Eurogrupo com avaliação muito positiva da situação pós-programa em Portugal

Os ministros das Finanças da zona euro concordaram que o relatório da décima missão de acompanhamento pós-programa a Portugal é “bastante positivo”, tendo o Governo dado conta ao Eurogrupo de desenvolvimentos mais recentes que considera cimentarem essa ideia.

Cristina Bernardo

Em declarações aos jornalistas, o secretário de Estado das Finanças, Ricardo Mourinho Félix – que representa Portugal nas reuniões do Eurogrupo, presididas pelo ministro Mário Centeno – indicou que “a avaliação que é feita pelas autoridades é bastante positiva sobre o caminho que Portugal fez, quer ao nível do crescimento económico, da criação de emprego, da estabilização do sistema financeiro, e em particular da redução acentuada do crédito malparado, mas também ao nível da consolidação orçamental”.

“É claramente um relatório pós programa muito positivo”, concordou o comissário europeu dos Assuntos Económicos, Pierre Moscovici, naquela que foi a sua última conferência de imprensa após um Eurogrupo, dado a próxima reunião ter lugar em novembro, já com a nova Comissão Europeia liderada por Ursula von der Leyen em funções.

Mourinho Félix adiantou que, além da discussão sobre as conclusões da décima missão de acompanhamento pós-programa, que decorreu entre 14 e 19 de junho passado, em Lisboa, informou o Eurogrupo “sobre os desenvolvimentos recentes, já depois da avaliação, nomeadamente ao nível da revisão das contas nacionais, e que vieram revelar um crescimento mais forte do que aquele que era estimado anteriormente”, o que faz de Portugal o segundo país com maior crescimento no seio da zona euro, a seguir à Irlanda, “e dois anos, e possivelmente um terceiro ano este também, de convergência com a zona euro”.

“Informei também os meus colegas sobre desenvolvimentos mais recentes a nível da redução do crédito malparado e dei nota que Portugal tem hoje de facto uma avaliação de investimento por parte de todas as principais agências de rating com ‘outlook’ positivo, e do recente ‘upgrade’ por parte da agência DBRS”, apontou.
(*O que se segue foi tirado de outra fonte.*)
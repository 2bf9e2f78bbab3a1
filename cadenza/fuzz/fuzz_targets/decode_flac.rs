#![no_main]
use cadenza_fuzz::fuzz_stream_decoder;
use libfuzzer_sys::fuzz_target;

fuzz_target!(|data: Vec<u8>| {
    // Use the first byte to toggle MD5 checking so both paths are explored.
    let md5_checking = data.first().map_or(false, |b| b & 1 == 1);
    fuzz_stream_decoder(data, md5_checking);
});
// Cadenza
// Copyright (c) 2019-2024 The Project Cadenza Developers.
//
// This Source Code Form is subject to the terms of the Mozilla Public
// License, v. 2.0. If a copy of the MPL was not distributed with this
// file, You can obtain one at https://mozilla.org/MPL/2.0/.

use std::fmt;
use std::fs::File;
use std::path::Path;

use cadenza_core::errors::{
    decode_error, invalid_argument_error, reset_error, unsupported_error, Error, Result,
    VerifyMismatch,
};
use cadenza_core::io::{
    validate_sink_capabilities, BitWriterLtr, BufReader, ByteSink, SeekableSink, SinkCapabilities,
};
use cadenza_utils_xiph::flac::{
    MetadataBlock, MetadataBlockData, MetadataBlockType, SeekPoint, SeekTable, StreamInfo,
    VorbisComment, FLAC_STREAM_MARKER,
};

use log::{debug, warn};

use crate::decoder::{read_frame, FrameBuf, StreamParams};
use crate::frame::{is_sample_rate_codable, sync_frame, FLAC_MAX_FRAME_NUMBER};
use crate::frame_encoder::{loose_stereo_period, FrameEncoder, FrameParams};
use crate::lpc::{
    auto_qlp_coeff_precision, MAX_LPC_ORDER, MAX_QLP_COEFF_PRECISION, MIN_QLP_COEFF_PRECISION,
};
use crate::options::{EncoderOptions, MAX_COMPRESSION_LEVEL};
use crate::residual::{ResidualSearch, MAX_PARTITION_ORDER};
use crate::validate::Validator;
use crate::window::parse_apodization;

/// The vendor string written to the Vorbis comment block.
pub const VENDOR_STRING: &str = concat!("Cadenza FLAC ", env!("CARGO_PKG_VERSION"));

const MIN_BLOCKSIZE: u32 = 16;
const MAX_BLOCKSIZE: u32 = 65535;
const MAX_CHANNELS: u32 = 8;
const MIN_BITS_PER_SAMPLE: u32 = 4;
const MAX_BITS_PER_SAMPLE: u32 = 32;
const MAX_SAMPLE_RATE: u32 = 655_350;

/// Limits of the streamable subset.
const SUBSET_MAX_BLOCKSIZE: u32 = 16384;
const SUBSET_MAX_BLOCKSIZE_48K: u32 = 4608;
const SUBSET_MAX_LPC_ORDER_48K: u32 = 12;
const SUBSET_MAX_PARTITION_ORDER: u32 = 8;
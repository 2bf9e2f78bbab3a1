// Cadenza
// Copyright (c) 2019-2024 The Project Cadenza Developers.
//
// This Source Code Form is subject to the terms of the Mozilla Public
// License, v. 2.0. If a copy of the MPL was not distributed with this
// file, You can obtain one at https://mozilla.org/MPL/2.0/.

//! Utilities for Xiph codecs and formats.

pub mod flac;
O secretário de Estado acrescentou que “também foi assinalado” o pagamento antecipado que Portugal fará na próxima semana, de dois mil milhões de euros, ao Fundo Europeu de Estabilização Financeira – dos empréstimos concedidos no quadro do programa de ajuda externa (2011-2014) -, que considerou “mais um contributo para uma redução da despesa em juros” e melhoria das necessidades de financiamento.